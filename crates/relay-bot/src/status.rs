//! Immich status probe and the informational messages built from it.

use relay_core::constants::{BOT_NAME, BOT_VERSION, SUPPORTED_FILE_TYPES};
use relay_immich_client::{ClientError, ImmichClient};

/// Connection and identity lines shown in `/help` and the startup banner.
#[derive(Debug, Clone, PartialEq, Eq)]
pub struct ServerStatus {
    pub connection: String,
    pub user: String,
}

impl Default for ServerStatus {
    fn default() -> Self {
        Self {
            connection: "❌ Disconnected".to_string(),
            user: "Unknown user".to_string(),
        }
    }
}

impl ServerStatus {
    /// Ping the server and, when it answers, look up the API key's user.
    /// Failures are folded into the status text.
    pub async fn probe(client: &ImmichClient) -> Self {
        let mut status = Self::default();

        match client.ping().await {
            Ok(200) => {
                status.connection = format!("✅ Connected to Immich ({})", client.base_url());
                match client.current_user().await {
                    Ok(user) => status.user = user.display_label(),
                    Err(ClientError::Status { status: code, .. }) => {
                        tracing::warn!(status = code, "User lookup returned non-success status");
                    }
                    Err(e) => {
                        tracing::error!(error = %e, "Failed to get user info");
                        status.user = "⚠️ Could not retrieve user info".to_string();
                    }
                }
            }
            Ok(code) => {
                status.connection = format!("❌ Server ping failed (HTTP {})", code);
            }
            Err(e) => {
                tracing::error!(error = %e, "Failed to connect to Immich");
                status.connection = format!("❌ Connection failed: {}", e);
            }
        }

        status
    }
}

pub fn help_message(status: &ServerStatus) -> String {
    format!(
        "ℹ️ {BOT_NAME} v{BOT_VERSION}\n\n\
         {}\n\
         Logged in as {}\n\n\
         Available commands:\n\
         /help - Show this help message\n\
         /version - Show bot version\n\
         /files - Show supported file types\n\n\
         Send me files and I'll upload them to your Immich instance!",
        status.connection, status.user
    )
}

/// Banner broadcast to every allowed user at startup.
pub fn startup_message(status: &ServerStatus, album_name: Option<&str>) -> String {
    let mut message = format!(
        "🤖 {BOT_NAME} v{BOT_VERSION} has started!\n\n{}\nLogged in as {}\n",
        status.connection, status.user
    );
    if let Some(album) = album_name {
        message.push_str(&format!("📁 Selected album: {}\n", album));
    }
    message.push_str("\nBot is ready to receive your files.");
    message
}

pub fn version_message() -> String {
    format!("📋 {BOT_NAME} version: {BOT_VERSION}")
}

pub fn files_message() -> String {
    format!("📄 Supported file types:\n{SUPPORTED_FILE_TYPES}")
}
//! Capture-time extraction
//!
//! Precedence: EXIF `DateTimeOriginal`, then EXIF `DateTime`, then the file's
//! modification time. EXIF values carry no zone and are taken to already be
//! in the upload timezone; the mtime is UTC and converted. Files that are not
//! recognisable images (videos, corrupt data) get the current time.

use std::fs::{self, File};
use std::io::BufReader;
use std::path::Path;

use anyhow::Context;
use chrono::{DateTime, NaiveDateTime, TimeZone, Utc};
use chrono_tz::Tz;
use exif::{In, Tag, Value};
use relay_core::models::{CaptureMetadata, TimestampSource};

const EXIF_DATE_FORMAT: &str = "%Y:%m:%d %H:%M:%S";

/// Render as ISO-8601 with milliseconds and a `+HH:MM` offset.
pub fn format_timestamp<Z: TimeZone>(timestamp: &DateTime<Z>) -> String
where
    Z::Offset: std::fmt::Display,
{
    timestamp.format("%Y-%m-%dT%H:%M:%S%.3f%:z").to_string()
}

/// Derive capture timestamps for a staged file. Never fails.
pub fn capture_metadata(path: &Path, timezone: Tz) -> CaptureMetadata {
    match read_capture_time(path, timezone) {
        Ok((timestamp, source)) => CaptureMetadata::new(format_timestamp(&timestamp), source),
        Err(e) => {
            tracing::debug!(
                path = %path.display(),
                error = %format!("{:#}", e),
                "No image metadata, using current time"
            );
            let now = Utc::now().with_timezone(&timezone);
            CaptureMetadata::new(format_timestamp(&now), TimestampSource::Now)
        }
    }
}

fn read_capture_time(path: &Path, timezone: Tz) -> anyhow::Result<(DateTime<Tz>, TimestampSource)> {
    let format = image::ImageReader::open(path)
        .context("Failed to open file")?
        .with_guessed_format()
        .context("Failed to read file header")?
        .format();
    if format.is_none() {
        anyhow::bail!("not a recognised image format");
    }

    // A readable image without an EXIF block falls through to the mtime.
    let file = File::open(path).context("Failed to open file")?;
    let exif = exif::Reader::new()
        .read_from_container(&mut BufReader::new(file))
        .ok();

    if let Some(exif) = &exif {
        let tagged = [
            (Tag::DateTimeOriginal, TimestampSource::DateTimeOriginal),
            (Tag::DateTime, TimestampSource::DateTime),
        ];
        for (tag, source) in tagged {
            if let Some(raw) = ascii_field(exif, tag) {
                let naive = NaiveDateTime::parse_from_str(&raw, EXIF_DATE_FORMAT)
                    .with_context(|| format!("Malformed EXIF timestamp '{}'", raw))?;
                let local = timezone
                    .from_local_datetime(&naive)
                    .earliest()
                    .unwrap_or_else(|| timezone.from_utc_datetime(&naive));
                return Ok((local, source));
            }
        }
    }

    let modified: DateTime<Utc> = fs::metadata(path)
        .and_then(|m| m.modified())
        .context("Failed to read modification time")?
        .into();
    Ok((
        modified.with_timezone(&timezone),
        TimestampSource::FileModified,
    ))
}

fn ascii_field(exif: &exif::Exif, tag: Tag) -> Option<String> {
    exif.get_field(tag, In::PRIMARY)
        .or_else(|| exif.fields().find(|f| f.tag == tag))
        .and_then(|f| match &f.value {
            Value::Ascii(v) if !v.is_empty() => std::str::from_utf8(&v[0])
                .ok()
                .map(|s| s.trim().to_string()),
            _ => None,
        })
        .filter(|s| !s.is_empty())
}
//! Tracing subscriber setup.

use tracing_subscriber::{fmt::format::Format, layer::SubscriberExt, util::SubscriberInitExt, EnvFilter};

const DEFAULT_FILTER: &str = "relay_bot=info,relay_processing=info,relay_immich_client=info,\
relay_core=info,teloxide=warn,reqwest=warn,hyper=warn";

/// Install the global subscriber. `RUST_LOG` overrides the default filter;
/// `LOG_FORMAT=json` switches to JSON lines.
pub fn init_tracing() {
    let filter = EnvFilter::try_from_default_env().unwrap_or_else(|_| DEFAULT_FILTER.into());
    let json = std::env::var("LOG_FORMAT")
        .map(|v| v.eq_ignore_ascii_case("json"))
        .unwrap_or(false);

    let registry = tracing_subscriber::registry().with(filter);
    if json {
        registry.with(tracing_subscriber::fmt::layer().json()).init();
    } else {
        registry
            .with(
                tracing_subscriber::fmt::layer()
                    .event_format(Format::default().compact().with_target(false)),
            )
            .init();
    }
}
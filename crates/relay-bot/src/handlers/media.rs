use std::any::Any;
use std::panic::AssertUnwindSafe;
use std::sync::Arc;

use futures::FutureExt;
use relay_core::models::Reply;
use relay_processing::{relay_media, RelayContext};
use teloxide::prelude::*;

use super::HandlerResult;
use crate::state::AppState;
use crate::transport::{notification_from_message, TelegramFetcher};

/// Relay one media message and answer with exactly one reply.
pub async fn handle_media(bot: Bot, msg: Message, state: Arc<AppState>) -> HandlerResult {
    let Some(notification) = notification_from_message(&msg) else {
        tracing::debug!(chat_id = msg.chat.id.0, "Media message without sender ignored");
        return Ok(());
    };

    let fetcher = TelegramFetcher::new(bot.clone());
    let ctx = RelayContext {
        config: &state.config,
        fetcher: &fetcher,
        store: &state.immich,
    };

    // The staging guard has already run by the time a panic reaches here.
    let reply = match AssertUnwindSafe(relay_media(ctx, &notification))
        .catch_unwind()
        .await
    {
        Ok(reply) => reply,
        Err(panic) => {
            let message = panic_message(panic.as_ref());
            tracing::error!(
                sender_id = notification.sender.id,
                panic = %message,
                "Media handler panicked"
            );
            Reply::InternalError { message }
        }
    };

    bot.send_message(msg.chat.id, reply.to_string()).await?;
    Ok(())
}

fn panic_message(payload: &(dyn Any + Send)) -> String {
    if let Some(s) = payload.downcast_ref::<&str>() {
        (*s).to_string()
    } else if let Some(s) = payload.downcast_ref::<String>() {
        s.clone()
    } else {
        "unexpected failure".to_string()
    }
}
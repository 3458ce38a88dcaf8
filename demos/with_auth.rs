//! SOCKS5 server with username/password authentication and access rules

use socksgate::{AccessPolicy, Credentials, HostPattern, Socks5Server};

#[tokio::main]
async fn main() -> Result<(), Box<dyn std::error::Error>> {
    tracing_subscriber::fmt::init();

    let auth = Credentials::new("<user>", "<pass>");

    // Only local clients, only *.example.com destinations
    let policy = AccessPolicy::new()
        .with_destination_pattern(Some(HostPattern::parse("*.example.com")?))
        .with_allowed_sources(["127.0.0.1".parse::<std::net::IpAddr>()?]);

    let server = Socks5Server::new("127.0.0.1:1080")
        .with_auth(Some(auth))
        .with_policy(policy);

    server.run().await?;
    Ok(())
}
mod common;

use common::*;
use socksgate::{AccessPolicy, Credentials, HealthCheck, HostPattern, Timeouts};
use std::time::Duration;
use tokio::io::{AsyncReadExt, AsyncWriteExt};
use tokio::net::{TcpListener, TcpStream};

const CONNECT: u8 = 0x01;
const BIND: u8 = 0x02;

fn alice() -> Option<Credentials> {
    Some(Credentials::new("alice", "secret"))
}

fn example_policy() -> AccessPolicy {
    AccessPolicy::new().with_destination_pattern(Some(HostPattern::parse("*.example.com").unwrap()))
}

#[tokio::test]
async fn test_rejected_source_gets_no_bytes() {
    let policy = AccessPolicy::new().with_allowed_sources(["10.0.0.5".parse().unwrap()]);
    let proxy = start_proxy(loopback_server().with_auth(alice()).with_policy(policy)).await;

    // The test connects from 127.0.0.1, which is not on the list
    let mut client = TcpStream::connect(proxy).await.unwrap();
    assert_closed(&mut client).await;
}

#[tokio::test]
async fn test_allowed_source_reaches_handshake() {
    let policy = AccessPolicy::new().with_allowed_sources(["127.0.0.1".parse().unwrap()]);
    let proxy = start_proxy(loopback_server().with_policy(policy)).await;

    let mut client = TcpStream::connect(proxy).await.unwrap();
    assert_eq!(greet(&mut client, &[0x00]).await, [0x05, 0x00]);
}

#[tokio::test]
async fn test_no_auth_offer_refused_when_credentials_configured() {
    let proxy = start_proxy(loopback_server().with_auth(alice())).await;

    let mut client = TcpStream::connect(proxy).await.unwrap();
    assert_eq!(greet(&mut client, &[0x00]).await, [0x05, 0xFF]);
    assert_closed(&mut client).await;
}

#[tokio::test]
async fn test_wrong_password_never_relays() {
    let destination = TcpListener::bind("127.0.0.1:0").await.unwrap();
    let dest_addr = destination.local_addr().unwrap();
    let proxy = start_proxy(loopback_server().with_auth(alice())).await;

    let mut client = TcpStream::connect(proxy).await.unwrap();
    assert_eq!(greet(&mut client, &[0x00, 0x02]).await, [0x05, 0x02]);
    assert_eq!(login(&mut client, "alice", "wrong").await, [0x01, 0x01]);

    // A request sent anyway must go nowhere
    let mut request = vec![0x05, CONNECT, 0x00, 0x01, 127, 0, 0, 1];
    request.extend_from_slice(&dest_addr.port().to_be_bytes());
    let _ = client.write_all(&request).await;
    assert_closed(&mut client).await;

    let accepted = tokio::time::timeout(Duration::from_millis(200), destination.accept()).await;
    assert!(accepted.is_err());
}

#[tokio::test]
async fn test_destination_outside_pattern_is_not_allowed() {
    let proxy = start_proxy(
        loopback_server()
            .with_auth(alice())
            .with_policy(example_policy()),
    )
    .await;

    let mut client = TcpStream::connect(proxy).await.unwrap();
    assert_eq!(greet(&mut client, &[0x00, 0x02]).await, [0x05, 0x02]);
    assert_eq!(login(&mut client, "alice", "secret").await, [0x01, 0x00]);
    assert_eq!(request_domain(&mut client, CONNECT, "evil.com", 80).await, 0x02);
    assert_closed(&mut client).await;
}

#[tokio::test]
async fn test_ip_literal_outside_pattern_is_not_allowed() {
    let echo = spawn_echo_server().await;
    let proxy = start_proxy(loopback_server().with_policy(example_policy())).await;

    let mut client = TcpStream::connect(proxy).await.unwrap();
    assert_eq!(greet(&mut client, &[0x00]).await, [0x05, 0x00]);
    assert_eq!(request_ip(&mut client, CONNECT, echo).await, 0x02);
}

#[tokio::test]
async fn test_authenticated_connect_relays_both_ways() {
    let echo = spawn_echo_server().await;
    let policy =
        AccessPolicy::new().with_destination_pattern(Some(HostPattern::parse("localhost").unwrap()));
    let proxy = start_proxy(loopback_server().with_auth(alice()).with_policy(policy)).await;

    let mut client = TcpStream::connect(proxy).await.unwrap();
    assert_eq!(greet(&mut client, &[0x00, 0x02]).await, [0x05, 0x02]);
    assert_eq!(login(&mut client, "alice", "secret").await, [0x01, 0x00]);
    assert_eq!(
        request_domain(&mut client, CONNECT, "localhost", echo.port()).await,
        0x00
    );

    let payload: Vec<u8> = (0..64 * 1024u32).map(|i| (i % 253) as u8).collect();
    let (mut reader, mut writer) = client.into_split();
    let expected = payload.clone();
    let write_task = tokio::spawn(async move {
        writer.write_all(&payload).await.unwrap();
        writer
    });

    let mut echoed = vec![0u8; expected.len()];
    tokio::time::timeout(STEP_TIMEOUT, reader.read_exact(&mut echoed))
        .await
        .unwrap()
        .unwrap();
    assert_eq!(echoed, expected);
    drop(write_task.await.unwrap());
}

#[tokio::test]
async fn test_sessions_are_independent() {
    let echo = spawn_echo_server().await;
    let proxy = start_proxy(loopback_server()).await;

    let mut first = TcpStream::connect(proxy).await.unwrap();
    let mut second = TcpStream::connect(proxy).await.unwrap();
    for client in [&mut first, &mut second] {
        assert_eq!(greet(client, &[0x00]).await, [0x05, 0x00]);
        assert_eq!(request_ip(client, CONNECT, echo).await, 0x00);
    }

    first.write_all(b"first").await.unwrap();
    second.write_all(b"second").await.unwrap();

    let mut buf = [0u8; 6];
    second.read_exact(&mut buf).await.unwrap();
    assert_eq!(&buf, b"second");
    let mut buf = [0u8; 5];
    first.read_exact(&mut buf).await.unwrap();
    assert_eq!(&buf, b"first");

    // Closing one session leaves the other relaying
    drop(first);
    second.write_all(b"still here").await.unwrap();
    let mut buf = [0u8; 10];
    second.read_exact(&mut buf).await.unwrap();
    assert_eq!(&buf, b"still here");
}

#[tokio::test]
async fn test_bind_gets_command_not_supported() {
    let proxy = start_proxy(loopback_server()).await;

    let mut client = TcpStream::connect(proxy).await.unwrap();
    assert_eq!(greet(&mut client, &[0x00]).await, [0x05, 0x00]);
    assert_eq!(
        request_ip(&mut client, BIND, "127.0.0.1:0".parse().unwrap()).await,
        0x07
    );
    assert_closed(&mut client).await;
}

#[tokio::test]
async fn test_refused_destination_maps_reply_code() {
    let listener = TcpListener::bind("127.0.0.1:0").await.unwrap();
    let closed = listener.local_addr().unwrap();
    drop(listener);
    let proxy = start_proxy(loopback_server()).await;

    let mut client = TcpStream::connect(proxy).await.unwrap();
    assert_eq!(greet(&mut client, &[0x00]).await, [0x05, 0x00]);
    assert_eq!(request_ip(&mut client, CONNECT, closed).await, 0x05);
    assert_closed(&mut client).await;
}

#[tokio::test]
async fn test_silent_client_is_dropped_after_handshake_timeout() {
    let timeouts = Timeouts {
        handshake: Duration::from_millis(100),
        connect: Duration::from_millis(100),
        ..Timeouts::default()
    };
    let proxy = start_proxy(loopback_server().with_timeouts(timeouts)).await;

    let mut client = TcpStream::connect(proxy).await.unwrap();
    assert_closed(&mut client).await;
}

#[tokio::test]
async fn test_healthcheck_against_running_proxy() {
    let proxy = start_proxy(loopback_server().with_auth(alice())).await;

    let check = HealthCheck::new(proxy.to_string(), alice());
    check.run().await.unwrap();

    let check = HealthCheck::new(proxy.to_string(), None);
    assert!(check.run().await.is_err());

    let open_proxy = start_proxy(loopback_server()).await;
    HealthCheck::new(open_proxy.to_string(), None)
        .run()
        .await
        .unwrap();
}

#[tokio::test]
async fn test_slow_client_still_gets_connect_timeout_reply() {
    let (_listener, _queued, stalled) = stalled_listener().await;
    let timeouts = Timeouts {
        handshake: Duration::from_millis(500),
        connect: Duration::from_millis(300),
        ..Timeouts::default()
    };
    let proxy = start_proxy(loopback_server().with_timeouts(timeouts)).await;

    let mut client = TcpStream::connect(proxy).await.unwrap();
    assert_eq!(greet(&mut client, &[0x00]).await, [0x05, 0x00]);

    // Use most of the handshake budget before sending the request
    tokio::time::sleep(Duration::from_millis(400)).await;
    assert_eq!(request_ip(&mut client, CONNECT, stalled).await, 0x04);
    assert_closed(&mut client).await;
}

#[tokio::test]
async fn test_late_request_closed_at_handshake_deadline() {
    let echo = spawn_echo_server().await;
    let timeouts = Timeouts {
        handshake: Duration::from_millis(200),
        connect: Duration::from_secs(5),
        ..Timeouts::default()
    };
    let proxy = start_proxy(loopback_server().with_timeouts(timeouts)).await;

    let mut client = TcpStream::connect(proxy).await.unwrap();
    assert_eq!(greet(&mut client, &[0x00]).await, [0x05, 0x00]);

    // The request arrives after the handshake deadline
    tokio::time::sleep(Duration::from_millis(400)).await;
    let mut request = vec![0x05, CONNECT, 0x00, 0x01, 127, 0, 0, 1];
    request.extend_from_slice(&echo.port().to_be_bytes());
    let _ = client.write_all(&request).await;
    assert_closed(&mut client).await;
}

**WORK ORDER:**
From the entries above, list each line with "lines" in it.

**EXERCISE SOLUTION:**
/// Connection and identity lines shown in `/help` and the startup banner.
/// `LOG_FORMAT=json` switches to JSON lines.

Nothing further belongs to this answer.